Bass was huge. Coulda put both fists in its mouth, side by side, with a big gap all the way around. The crappie got hung in a standing tree after I hooked it. I gave it some slack so it could work its way out. After trying that a few times, the line jumped and took off about 5 feet. I reeled it back into the tree. Happened a couple times and I told Starvin I didn't think it was a crappie, probably a striper, and that I was just gonna break it off. I pulled hard, it came free, than peeled off 20-30' feet of line. I worked it back to the boat, and this monster bass pops up, Starvin' sees it and goes for the net. If I'd been thinking, I coulda just lipped it, but I think I was in shock. Just as Starvin' is coming to the bow with the net, the rod goes twang and I'm standing there with a 9" black crappie on my line. The crappie was crushed, blood on both sides, and drooping fins.
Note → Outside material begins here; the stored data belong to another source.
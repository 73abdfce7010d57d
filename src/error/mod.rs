//! Error handling for the overlay engine.
//!
//! Interaction paths (showing, hiding, placement, dispatch) never fail: a
//! missing trigger, an unknown identifier or a stale timer are silent no-ops.
//! Errors only surface from the engine's outer edges:
//!
//! | Category | Source | Recoverable |
//! |----------|--------|-------------|
//! | Configuration | invalid config file or JSON | Yes (defaults apply) |
//! | System | file and terminal I/O, logging setup | Sometimes |
//! | Client | scheduler channel closed | No |

mod category;
mod overlay_error;
mod result;

pub use category::ErrorCategory;
pub use overlay_error::OverlayError;
pub use result::{OverlayResult, ResultExt};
Starvin' said he'd seen the tip of the tail of what he thought was a shad in the mouth of the bass, but it was the crappie, swallowed whole head first.
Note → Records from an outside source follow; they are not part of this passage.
//! Common ID Types
//!
//! Type-safe ID wrappers for domain entities.

use std::fmt;
use std::marker::PhantomData;
use uuid::Uuid;

/// Generic typed ID wrapper
///
/// Usage:
/// ```
/// use kernel::id::{Id, markers};
/// type SessionId = Id<markers::Session>;
/// ```
#[derive(Clone, Copy, PartialEq, Eq, Hash)]
pub struct Id<T> {
    value: uuid::Uuid,
    _marker: PhantomData<T>,
}

impl<T> Id<T> {
    /// Create a new random ID (UUID v4)
    pub fn new() -> Self {
        Self {
            value: Uuid::new_v4(),
            _marker: PhantomData,
        }
    }

    /// Create from an existing UUID
    pub fn from_uuid(uuid: Uuid) -> Self {
        Self {
            value: uuid,
            _marker: PhantomData,
        }
    }

    /// Get the underlying UUID
    pub fn as_uuid(&self) -> &Uuid {
        &self.value
    }

    /// Convert to UUID
    pub fn into_uuid(self) -> Uuid {
        self.value
    }
}

impl<T> Default for Id<T> {
    fn default() -> Self {
        Self::new()
    }
}

impl<T> fmt::Debug for Id<T> {
    fn fmt(&self, f: &mut fmt::Formatter<'_>) -> fmt::Result {
        write!(f, "Id({})", self.value)
    }
}

impl<T> fmt::Display for Id<T> {
    fn fmt(&self, f: &mut fmt::Formatter<'_>) -> fmt::Result {
        write!(f, "{}", self.value)
    }
}

impl<T> From<Uuid> for Id<T> {
    fn from(uuid: Uuid) -> Self {
        Self::from_uuid(uuid)
    }
}

impl<T> From<Id<T>> for Uuid {
    fn from(id: Id<T>) -> Self {
        id.value
    }
}

/// Marker types for different entity IDs
pub mod markers {
    /// Marker for auth Session IDs
    #[derive(Clone, Copy, PartialEq, Eq, Hash)]
    pub struct Session;
}

/// Type aliases for common IDs
pub type SessionId = Id<markers::Session>;

#[cfg(test)]
mod tests {
    use super::*;

    #[test]
    fn test_new_ids_are_unique() {
        let a = SessionId::new();
        let b = SessionId::new();
        assert_ne!(a, b);
    }

    #[test]
    fn test_uuid_roundtrip() {
        let uuid = Uuid::new_v4();
        let id = SessionId::from_uuid(uuid);
        assert_eq!(*id.as_uuid(), uuid);
        assert_eq!(id.into_uuid(), uuid);
    }

    #[test]
    fn test_display_matches_uuid() {
        let uuid = Uuid::new_v4();
        let id = SessionId::from_uuid(uuid);
        assert_eq!(id.to_string(), uuid.to_string());
    }
}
So here's what I think happened--I hooked the crappie, it got hung in the tree, the bass sees a struggling meal, swallows it head first, the crappie flairs it's fins, the bass can't choke it up, and he really can't fight the way he normally would because he's choking. No way should I have been able to work a bass that big out of a tree with 6' pound test on a light action rod, and in open water that fish woulda spooled me.
That was the biggest bass I've ever seen in Ohio, and I've caught smallmouth over 6 pounds and largemouth over 7 pounds.
East Fork bass fishermen---you need to use bigger baits!